Serving: 1g | Calories: 157kcal | Carbohydrates: 39g | Protein: 3g | Fat: 1g | Saturated Fat: 1g | Sodium: 2mg | Potassium: 520mg | Fiber: 9g | Sugar: 26g | Vitamin A: 1010IU | Vitamin C: 102mg | Calcium: 78mg | Iron: 1mg
4 Comments
  1. Madonna - January 9th, 2013

    This looks so delicious. Thanks for the healthy idea – especially since having too much holiday. The colors are beautiful. Now back to the market.

  2. Julius Dahne - January 12th, 2013

    B”H I’m glad you’re spreading the word about the powerful health benefits of citrus fruits like oranges. One compound found in the peel of oranges and other citrus fruits is called hesperidin. I’m convinced this is going to be a household word in 10 years time – this amazing ingredient has been linked in scientific studies to numerous health benefits, including fighting varicose veins, high blood pressure, hemorrhoids and even cancer, may G-d protect us.

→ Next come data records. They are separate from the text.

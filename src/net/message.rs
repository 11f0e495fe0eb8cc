//! Unified wire messages
//!
//! Every channel speaks the same JSON protocol: one [`PeerMessage`] enum
//! tagged by a `"type"` field, with kebab-case tags. Channels decode wire
//! text here and forward to a single dispatch point instead of each keeping
//! a private message zoo.
//!
//! Relay traffic historically spelled sender fields `fromPeerId`,
//! `fromName`, `fromDeviceType`, `fromBrowser` and `fromOS`; the decoder
//! accepts those as aliases so both spellings land on the same variants.
//! Encoding always uses the canonical spelling, except for the
//! client-to-relay `connect-request` frame which keeps its legacy field
//! names on purpose.
//!
//! Unknown tags and malformed frames are logged at debug level and dropped;
//! a bad frame never aborts a channel.

use serde::{Deserialize, Serialize};
use tracing::debug;

use crate::net::connection::{DeviceClass, DiscoveredPeer};
use crate::net::identity::PeerIdentity;

/// Every message any channel sends or receives.
#[derive(Debug, Clone, PartialEq, Serialize, Deserialize)]
#[serde(tag = "type", rename_all = "kebab-case")]
pub enum PeerMessage {
    /// Identity broadcast on a presence room.
    Presence {
        #[serde(rename = "peerId")]
        peer_id: String,
        #[serde(default)]
        name: String,
        #[serde(rename = "deviceType", default)]
        device_class: DeviceClass,
        #[serde(rename = "browser", default)]
        browser_name: String,
        #[serde(rename = "os", default)]
        os_name: String,
    },

    /// Ask a peer for consent to connect.
    ConnectionRequest {
        #[serde(rename = "peerId", alias = "fromPeerId")]
        peer_id: String,
        #[serde(default, alias = "fromName")]
        name: String,
        #[serde(rename = "deviceType", alias = "fromDeviceType", default)]
        device_class: DeviceClass,
        #[serde(rename = "browser", alias = "fromBrowser", default)]
        browser_name: String,
        #[serde(rename = "os", alias = "fromOS", default)]
        os_name: String,
    },

    /// Answer to a connection request.
    ConnectionResponse {
        accepted: bool,
        #[serde(rename = "peerId", alias = "fromPeerId")]
        peer_id: String,
        #[serde(default, alias = "fromName")]
        name: String,
        #[serde(rename = "deviceType", alias = "fromDeviceType", default)]
        device_class: DeviceClass,
        #[serde(rename = "browser", alias = "fromBrowser", default)]
        browser_name: String,
        #[serde(rename = "os", alias = "fromOS", default)]
        os_name: String,
    },

    /// Announce a file before sending it.
    FileOffer {
        #[serde(rename = "fileId")]
        file_id: u64,
        #[serde(rename = "fileName")]
        file_name: String,
        #[serde(rename = "fileSize")]
        file_size: u64,
        #[serde(rename = "fileType", default)]
        file_type: String,
    },

    /// Receiver consents to an offered file.
    FileAccept {
        #[serde(rename = "fileId")]
        file_id: u64,
    },

    /// Receiver declines an offered file.
    FileReject {
        #[serde(rename = "fileId")]
        file_id: u64,
        #[serde(rename = "fileName", default)]
        file_name: String,
    },

    /// Client-to-relay: announce this device to the roster.
    Register {
        #[serde(rename = "peerId")]
        peer_id: String,
        #[serde(default)]
        name: String,
        #[serde(rename = "deviceType", default)]
        device_class: DeviceClass,
        #[serde(rename = "browser", default)]
        browser_name: String,
        #[serde(rename = "os", default)]
        os_name: String,
    },

    /// Client-to-relay: ask the relay to forward a connection request.
    /// Field names are the legacy relay spelling.
    ConnectRequest {
        #[serde(rename = "targetPeerId")]
        target_peer_id: String,
        #[serde(rename = "fromPeerId")]
        from_peer_id: String,
        #[serde(rename = "fromName", default)]
        from_name: String,
        #[serde(rename = "fromDeviceType", default)]
        from_device_class: DeviceClass,
        #[serde(rename = "fromBrowser", default)]
        from_browser: String,
        #[serde(rename = "fromOS", default)]
        from_os: String,
    },

    /// Relay-to-client: full roster snapshot, self included.
    PeersList { peers: Vec<DiscoveredPeer> },

    /// Relay-to-client: a device joined the roster.
    PeerJoined {
        #[serde(default)]
        name: String,
        #[serde(default)]
        peer: Option<DiscoveredPeer>,
    },

    /// Relay-to-client: a device left the roster.
    PeerLeft {
        #[serde(rename = "peerId")]
        peer_id: String,
    },
}

impl PeerMessage {
    /// Parses a wire frame. Unknown tags and malformed JSON are dropped
    /// with a debug log.
    #[must_use]
    pub fn decode(text: &str) -> Option<Self> {
        match serde_json::from_str(text) {
            Ok(msg) => Some(msg),
            Err(error) => {
                debug!(%error, frame = %text.chars().take(120).collect::<String>(),
                    "Dropped undecodable frame");
                None
            }
        }
    }

    /// Serializes for the wire.
    pub fn encode(&self) -> serde_json::Result<String> {
        serde_json::to_string(self)
    }

    /// The wire tag, for logging.
    #[must_use]
    pub fn tag(&self) -> &'static str {
        match self {
            Self::Presence { .. } => "presence",
            Self::ConnectionRequest { .. } => "connection-request",
            Self::ConnectionResponse { .. } => "connection-response",
            Self::FileOffer { .. } => "file-offer",
            Self::FileAccept { .. } => "file-accept",
            Self::FileReject { .. } => "file-reject",
            Self::Register { .. } => "register",
            Self::ConnectRequest { .. } => "connect-request",
            Self::PeersList { .. } => "peers-list",
            Self::PeerJoined { .. } => "peer-joined",
            Self::PeerLeft { .. } => "peer-left",
        }
    }

    // ===== Constructors from the local identity =====

    #[must_use]
    pub fn presence(identity: &PeerIdentity) -> Self {
        let peer = identity.as_peer();
        Self::Presence {
            peer_id: peer.peer_id,
            name: peer.name,
            device_class: peer.device_class,
            browser_name: peer.browser_name,
            os_name: peer.os_name,
        }
    }

    #[must_use]
    pub fn connection_request(identity: &PeerIdentity) -> Self {
        let peer = identity.as_peer();
        Self::ConnectionRequest {
            peer_id: peer.peer_id,
            name: peer.name,
            device_class: peer.device_class,
            browser_name: peer.browser_name,
            os_name: peer.os_name,
        }
    }

    #[must_use]
    pub fn connection_response(accepted: bool, identity: &PeerIdentity) -> Self {
        let peer = identity.as_peer();
        Self::ConnectionResponse {
            accepted,
            peer_id: peer.peer_id,
            name: peer.name,
            device_class: peer.device_class,
            browser_name: peer.browser_name,
            os_name: peer.os_name,
        }
    }

    #[must_use]
    pub fn register(identity: &PeerIdentity) -> Self {
        let peer = identity.as_peer();
        Self::Register {
            peer_id: peer.peer_id,
            name: peer.name,
            device_class: peer.device_class,
            browser_name: peer.browser_name,
            os_name: peer.os_name,
        }
    }

    #[must_use]
    pub fn connect_request(target_peer_id: impl Into<String>, identity: &PeerIdentity) -> Self {
        let peer = identity.as_peer();
        Self::ConnectRequest {
            target_peer_id: target_peer_id.into(),
            from_peer_id: peer.peer_id,
            from_name: peer.name,
            from_device_class: peer.device_class,
            from_browser: peer.browser_name,
            from_os: peer.os_name,
        }
    }

    /// Extracts the embedded peer info from identity-bearing variants.
    #[must_use]
    pub fn peer_info(&self) -> Option<DiscoveredPeer> {
        match self {
            Self::Presence {
                peer_id,
                name,
                device_class,
                browser_name,
                os_name,
            }
            | Self::ConnectionRequest {
                peer_id,
                name,
                device_class,
                browser_name,
                os_name,
            }
            | Self::ConnectionResponse {
                peer_id,
                name,
                device_class,
                browser_name,
                os_name,
                ..
            }
            | Self::Register {
                peer_id,
                name,
                device_class,
                browser_name,
                os_name,
            } => Some(
                DiscoveredPeer::new(
                    peer_id.clone(),
                    name.clone(),
                    *device_class,
                    browser_name.clone(),
                    os_name.clone(),
                )
                .sanitized(),
            ),
            Self::ConnectRequest {
                from_peer_id,
                from_name,
                from_device_class,
                from_browser,
                from_os,
                ..
            } => Some(
                DiscoveredPeer::new(
                    from_peer_id.clone(),
                    from_name.clone(),
                    *from_device_class,
                    from_browser.clone(),
                    from_os.clone(),
                )
                .sanitized(),
            ),
            _ => None,
        }
    }
}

  3. Sally - January 13th, 2013

    Hi Julius. You are right, hesperidin is a powerful phytochemical and antioxidant. But as the highest concentrations are in the white part and peel of citrus (often discarded an not consumed), its good to know that hesperidin is also in green vegetables. Phytochemicals are amazing. On the link you added, the post is mostly about the benefits of eating lots of fruits and vegetables, not necessarily organic, and I know you know that. Little I buy is not organic these days, because it reduces the pesticide load on our bodies, is better for the farm workers and environment as well. Like you said, with so much of America not eating fruits and vegetables, just taking that step, whether organic or not, is a big step forward. The Stanford paper published in 9/12 cited there were little nutritional differences with organics (and caused quite an uproar), yet I like the post done by Mother Jones about how the paper sold organics short. Here is that link. http://www.motherjones.com/tom-philpott/2012/09/five-ways-stanford-study-underestimates-organic-food. Soon I will be writing a post about my perspective on organics and GMO as well.

  4. Reva - January 15th, 2013

    Hello there! This article could not be written any better!
    Reading through this article reminds me of my previous roommate!

    He always kept preaching about this. I will forward this article to him.
    Pretty sure he’s going to have a very good read. I appreciate you for sharing!